A significant difference in chronic pain between the study groups was reported in two of the studies. Kalidarei et al. demonstrated lower chronic pain in the nonfixation group (P = 0.002).[39] while another study by Wang et al. showed that 2.2% and 2.1% of patients in the fixation with tack and fixation with NBCA glue and tack group were found to have chronic groin pain as compared to none in the other two subgroups (P = 0.005).[43] On the contrary, Mohammad et al.[44] reported that there were no significant differences (P = 0.26) between both subgroups.

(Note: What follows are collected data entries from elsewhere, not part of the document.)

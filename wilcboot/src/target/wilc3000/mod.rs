//! WILC3000 support.
//!
//! The controller starts in a boot ROM that accepts firmware over HCI
//! vendor commands. [`BringUp`] downloads the image, restarts the CPU into
//! it and moves the line to its operational rate.

pub mod bringup;
pub mod protocol;
pub mod session;

pub use {
    bringup::BringUp,
    session::{Session, State},
};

Hernia recurrence in the six studies was either not significant[39],[40],[45] or not present.[41],[43],[44]
Types of mesh
Seven studies discussed the use of different types of mesh for the repair of the inguinal hernia defect. Three studies compared the use of traditional monofilament polypropylene meshes against other types of propylene meshes. An RCT by Bittner et al.[46] showed that seroma formation was significantly higher in the traditional heavy-weight (HW) propylene meshes in the early postoperative period as compared to the titanized light-weighted (TLW) meshes (P = 0.0415). Seroma formation was not significant between both groups after 4 months. Another RCT by Bittner et al.[47] showed no differences in seroma formation between traditional HW, MW, LW, and titanized light-weight TLW meshes. Chronic pain was reported to be not significant between study groups in both studies. Another prospective study by Agarwal et al.[48] compared the outcomes between LW meshes and traditional polypropylene meshes. The differences in seroma formation and hernia recurrences (P = 0.14) were found to be insignificant. Chronic pain was not reported.
Three of these studies explored the use of a self-adhesive mesh. Two prospective studies, Zhu et al.[6] and Bresnahan et al.,[49] reported seroma formation in 9.52% and 14.3% of patients, respectively. Another retrospective study conducted by Davila et al. demonstrated that seroma formation was significantly lower in the tacked group as compared to the self-adhering group (P = 0.04).[50] Chronic pain was reported in only 4.76% of patients in the study by Zhu et al., while no hernia recurrences were reported among the three studies.
A case series exploring the use of a novel 3D anatomical large pore LW mesh in bilateral inguinal hernia repair was explored by Grau et al.,[51] which demonstrated an incidence of seroma in 9% of patients, that resolved within a month. There were no reports of chronic groin pain and hernia recurrences.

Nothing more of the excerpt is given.